- Your goal -
Look below for lines that hold the string "Timestamp" and copy each one.

Stored dataset items:
==============================

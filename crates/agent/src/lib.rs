//! `brandkit-agent`
//!
//! **Responsibility:** boundary around the external multi-step agent runtime.
//!
//! - The runtime itself is a collaborator ([`AgentRuntime`]); nothing here
//!   talks to a model.
//! - Tool activity is observed through the hook pipeline, which reports
//!   progress and live updates and never aborts the run it observes.
//! - Everything that touches storage or the network is a trait implemented
//!   in the infra crate.

pub mod context;
pub mod hooks;
pub mod live;
pub mod progress;
pub mod prompt;
pub mod recovery;
pub mod runtime;
pub mod sink;
pub mod step;

pub use context::RunContext;
pub use hooks::{
    AllowAllTools, HookCallback, HookError, HookInput, HookMatcher, HookOutput, HookPipeline,
    HookPoint, HookSet, HookSpecificOutput, InMemoryRunAuditLog, PermissionDecision,
    RunAuditLog, RunAuditRecord, ToolPolicy, ToolVerdict,
};
pub use live::{BusLiveChannel, LiveChannel, LiveUpdate, LocalLiveChannel};
pub use progress::{InMemoryProgressReporter, ProgressReporter, ProgressUpdate, ToolMilestone};
pub use prompt::{PromptContext, build_step_prompt};
pub use recovery::{ErrorDescription, ErrorKind, Recoverability, classify};
pub use runtime::{AgentRequest, AgentResponse, AgentRuntime};
pub use sink::SinkError;
pub use step::WizardStep;
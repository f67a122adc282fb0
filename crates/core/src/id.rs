//! Strongly-typed identifiers used across the workspace.

use core::str::FromStr;
use serde::{Deserialize, Serialize};
use uuid::Uuid;

use crate::error::DomainError;

/// Identifier of a user (account owner, billing subject).
#[derive(Debug, Copy, Clone, PartialEq, Eq, Hash, PartialOrd, Ord, Serialize, Deserialize)]
#[serde(transparent)]
pub struct UserId(Uuid);

/// Identifier of a brand being built through the wizard.
#[derive(Debug, Copy, Clone, PartialEq, Eq, Hash, PartialOrd, Ord, Serialize, Deserialize)]
#[serde(transparent)]
pub struct BrandId(Uuid);

/// Identifier of a user-registered webhook endpoint.
#[derive(Debug, Copy, Clone, PartialEq, Eq, Hash, PartialOrd, Ord, Serialize, Deserialize)]
#[serde(transparent)]
pub struct WebhookConfigId(Uuid);

macro_rules! impl_uuid_newtype {
    ($t:ty, $name:literal) => {
        impl $t {
            /// Create a new identifier.
            ///
            /// Uses UUIDv7 (time-ordered). Prefer passing IDs explicitly in tests
            /// for determinism.
            pub fn new() -> Self {
                Self(Uuid::now_v7())
            }

            pub fn from_uuid(uuid: Uuid) -> Self {
                Self(uuid)
            }

            pub fn as_uuid(&self) -> &Uuid {
                &self.0
            }
        }

        impl Default for $t {
            fn default() -> Self {
                Self::new()
            }
        }

        impl core::fmt::Display for $t {
            fn fmt(&self, f: &mut core::fmt::Formatter<'_>) -> core::fmt::Result {
                core::fmt::Display::fmt(&self.0, f)
            }
        }

        impl From<Uuid> for $t {
            fn from(value: Uuid) -> Self {
                Self(value)
            }
        }

        impl From<$t> for Uuid {
            fn from(value: $t) -> Self {
                value.0
            }
        }

        impl FromStr for $t {
            type Err = DomainError;

            fn from_str(s: &str) -> Result<Self, Self::Err> {
                let uuid = Uuid::from_str(s)
                    .map_err(|e| DomainError::invalid_id(format!("{}: {}", $name, e)))?;
                Ok(Self(uuid))
            }
        }
    };
}

impl_uuid_newtype!(UserId, "UserId");
impl_uuid_newtype!(BrandId, "BrandId");
impl_uuid_newtype!(WebhookConfigId, "WebhookConfigId");

#[cfg(test)]
mod tests {
    use super::*;

    #[test]
    fn parses_and_displays_round_trip() {
        let id = UserId::new();
        let parsed: UserId = id.to_string().parse().unwrap();
        assert_eq!(id, parsed);
    }

    #[test]
    fn rejects_malformed_identifier() {
        let err = "not-a-uuid".parse::<BrandId>().unwrap_err();
        match err {
            DomainError::InvalidId(msg) => assert!(msg.starts_with("BrandId")),
            other => panic!("unexpected error: {other:?}"),
        }
    }
}
mod common;

use common::{create_test_environment, open_store};
use jiff::civil::date;
use taskboard_core::{
    storage::{KeyValueStore, DARK_MODE_SLOT, TASKS_SLOT},
    view::derive,
    NewTask, Preferences, Priority, SortDirection, SortKey, SortState, StatusFilter, TaskStatus,
    TaskStoreBuilder, TaskUpdate,
};

#[test]
#[allow(clippy::too_many_lines)]
fn test_complete_task_workflow() {
    let (_temp_dir, db_path) = create_test_environment();
    let mut store = open_store(&db_path);
    assert!(store.is_empty());

    let report = store
        .add_task(
            NewTask::new("Write report")
                .with_due_date(date(2024, 6, 1))
                .with_priority(Priority::High),
        )
        .expect("Failed to add task");
    let groceries = store
        .add_task(NewTask::new("Buy groceries").with_due_date(date(2024, 1, 1)))
        .expect("Failed to add task");
    let someday = store
        .add_task(NewTask::new("Learn piano").with_priority(Priority::Low))
        .expect("Failed to add task");

    // Start one, finish another
    store
        .set_status(&report.id, TaskStatus::InProgress)
        .expect("Failed to start task");
    let done = store
        .set_status(&groceries.id, TaskStatus::Completed)
        .expect("Failed to complete task")
        .expect("Task should exist");
    assert!(done.completed);
    assert!(done.completed_at.is_some());

    // Default view: due date ascending, undated last
    let view = derive(store.tasks(), StatusFilter::All, SortState::default());
    let titles: Vec<&str> = view.iter().map(|t| t.title.as_str()).collect();
    assert_eq!(titles, ["Buy groceries", "Write report", "Learn piano"]);

    // Reload from disk and check everything survived
    let before = store.tasks().to_vec();
    drop(store);
    let mut store = open_store(&db_path);
    assert_eq!(store.tasks(), before.as_slice());

    let stats = store.stats();
    assert_eq!(stats.total, 3);
    assert_eq!(stats.todo, 1);
    assert_eq!(stats.in_progress, 1);
    assert_eq!(stats.completed, 1);

    // Edit, then delete
    store
        .update_task(
            &someday.id,
            TaskUpdate {
                description: Some("Scales every morning".to_string()),
                due_date: Some(Some(date(2025, 1, 1))),
                ..Default::default()
            },
        )
        .expect("Failed to update task")
        .expect("Task should exist");
    store.delete_task(&report.id).expect("Failed to delete task");

    let store = open_store(&db_path);
    assert_eq!(store.len(), 2);
    assert!(store.get(&report.id).is_none());
    let someday = store.get(&someday.id).expect("Task should survive reload");
    assert_eq!(someday.description, "Scales every morning");
    assert_eq!(someday.due_date, Some(date(2025, 1, 1)));
}

#[test]
fn test_corrupt_database_slot_starts_empty() {
    let (_temp_dir, db_path) = create_test_environment();
    {
        let mut store = open_store(&db_path);
        store
            .storage_mut()
            .set(TASKS_SLOT, "[{\"id\": broken")
            .expect("Failed to write raw slot");
    }

    let mut store = open_store(&db_path);
    assert!(store.is_empty());

    // The store stays usable and overwrites the corrupt slot on first write
    store.add_task(NewTask::new("Fresh start")).unwrap();
    let store = open_store(&db_path);
    assert_eq!(store.len(), 1);
}

#[test]
fn test_priority_sort_over_reloaded_tasks() {
    let (_temp_dir, db_path) = create_test_environment();
    let mut store = open_store(&db_path);
    for (title, priority) in [
        ("medium", Priority::Medium),
        ("high", Priority::High),
        ("low", Priority::Low),
    ] {
        store
            .add_task(NewTask::new(title).with_priority(priority))
            .unwrap();
    }
    drop(store);

    let store = open_store(&db_path);
    let sort = SortState::new(SortKey::Priority, SortDirection::Ascending);
    let titles: Vec<&str> = derive(store.tasks(), StatusFilter::All, sort)
        .iter()
        .map(|t| t.title.as_str())
        .collect();
    assert_eq!(titles, ["low", "medium", "high"]);
}

#[test]
fn test_preferences_share_the_database() {
    let (_temp_dir, db_path) = create_test_environment();
    {
        let mut store = open_store(&db_path);
        store.add_task(NewTask::new("Unaffected")).unwrap();
        let mut prefs = Preferences::load(store.storage());
        prefs
            .set_dark_mode(store.storage_mut(), true)
            .expect("Failed to save preference");
    }

    let store = open_store(&db_path);
    assert!(Preferences::load(store.storage()).dark_mode);
    assert_eq!(
        store.storage().get(DARK_MODE_SLOT).unwrap().as_deref(),
        Some("true")
    );
    assert_eq!(store.len(), 1);
}

#[test]
fn test_builder_creates_missing_directories() {
    let (temp_dir, _) = create_test_environment();
    let nested = temp_dir.path().join("a").join("b").join("tasks.db");

    let store = TaskStoreBuilder::new()
        .with_database_path(Some(&nested))
        .build()
        .expect("Failed to open store in nested directory");
    assert!(store.is_empty());
    assert!(nested.exists());
}
//! SQLite-backed key-value store.

use std::path::Path;

use jiff::Timestamp;
use log::debug;
use rusqlite::{params, Connection, OptionalExtension};

use super::KeyValueStore;
use crate::error::{Result, StorageResultExt};

const SELECT_SLOT_SQL: &str = "SELECT value FROM kv_slots WHERE key = ?1";

const UPSERT_SLOT_SQL: &str = "INSERT INTO kv_slots (key, value, updated_at) VALUES (?1, ?2, ?3)
     ON CONFLICT(key) DO UPDATE SET value = excluded.value, updated_at = excluded.updated_at";

/// [`KeyValueStore`] keeping one row per slot in the `kv_slots` table.
pub struct SqliteStore {
    connection: Connection,
}

impl SqliteStore {
    /// Opens (or creates) the database file and initializes the schema.
    pub fn open<P: AsRef<Path>>(path: P) -> Result<Self> {
        let connection =
            Connection::open(path).storage_context("Failed to open database connection")?;
        Self::with_connection(connection)
    }

    /// Opens a private in-memory database.
    pub fn open_in_memory() -> Result<Self> {
        let connection = Connection::open_in_memory()
            .storage_context("Failed to open in-memory database")?;
        Self::with_connection(connection)
    }

    fn with_connection(connection: Connection) -> Result<Self> {
        let store = Self { connection };
        store.initialize_schema()?;
        Ok(store)
    }

    fn initialize_schema(&self) -> Result<()> {
        let schema_sql = include_str!("../../assets/schema.sql");
        self.connection
            .execute_batch(schema_sql)
            .storage_context("Failed to initialize database schema")
    }
}

impl KeyValueStore for SqliteStore {
    fn get(&self, key: &str) -> Result<Option<String>> {
        self.connection
            .query_row(SELECT_SLOT_SQL, params![key], |row| row.get(0))
            .optional()
            .storage_context("Failed to read slot")
    }

    fn set(&mut self, key: &str, value: &str) -> Result<()> {
        let updated_at = Timestamp::now().to_string();
        self.connection
            .execute(UPSERT_SLOT_SQL, params![key, value, updated_at])
            .storage_context("Failed to write slot")?;
        debug!("Wrote {} bytes to slot '{key}'", value.len());
        Ok(())
    }
}

#[cfg(test)]
mod tests {
    use tempfile::TempDir;

    use super::*;

    #[test]
    fn test_missing_slot_is_none() {
        let store = SqliteStore::open_in_memory().unwrap();
        assert_eq!(store.get("tasks").unwrap(), None);
    }

    #[test]
    fn test_upsert_overwrites_in_full() {
        let mut store = SqliteStore::open_in_memory().unwrap();
        store.set("tasks", r#"[{"id":"1"}]"#).unwrap();
        store.set("tasks", "[]").unwrap();
        assert_eq!(store.get("tasks").unwrap().as_deref(), Some("[]"));
    }

    #[test]
    fn test_slots_are_independent() {
        let mut store = SqliteStore::open_in_memory().unwrap();
        store.set("tasks", "[]").unwrap();
        store.set("darkMode", "true").unwrap();
        assert_eq!(store.get("tasks").unwrap().as_deref(), Some("[]"));
        assert_eq!(store.get("darkMode").unwrap().as_deref(), Some("true"));
    }

    #[test]
    fn test_values_survive_reopen() {
        let temp_dir = TempDir::new().expect("Failed to create temp dir");
        let db_path = temp_dir.path().join("kv.db");

        {
            let mut store = SqliteStore::open(&db_path).unwrap();
            store.set("darkMode", "false").unwrap();
        }

        let store = SqliteStore::open(&db_path).unwrap();
        assert_eq!(store.get("darkMode").unwrap().as_deref(), Some("false"));
    }
}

==============================

- Exercise result -
use jiff::Timestamp;
        let updated_at = Timestamp::now().to_string();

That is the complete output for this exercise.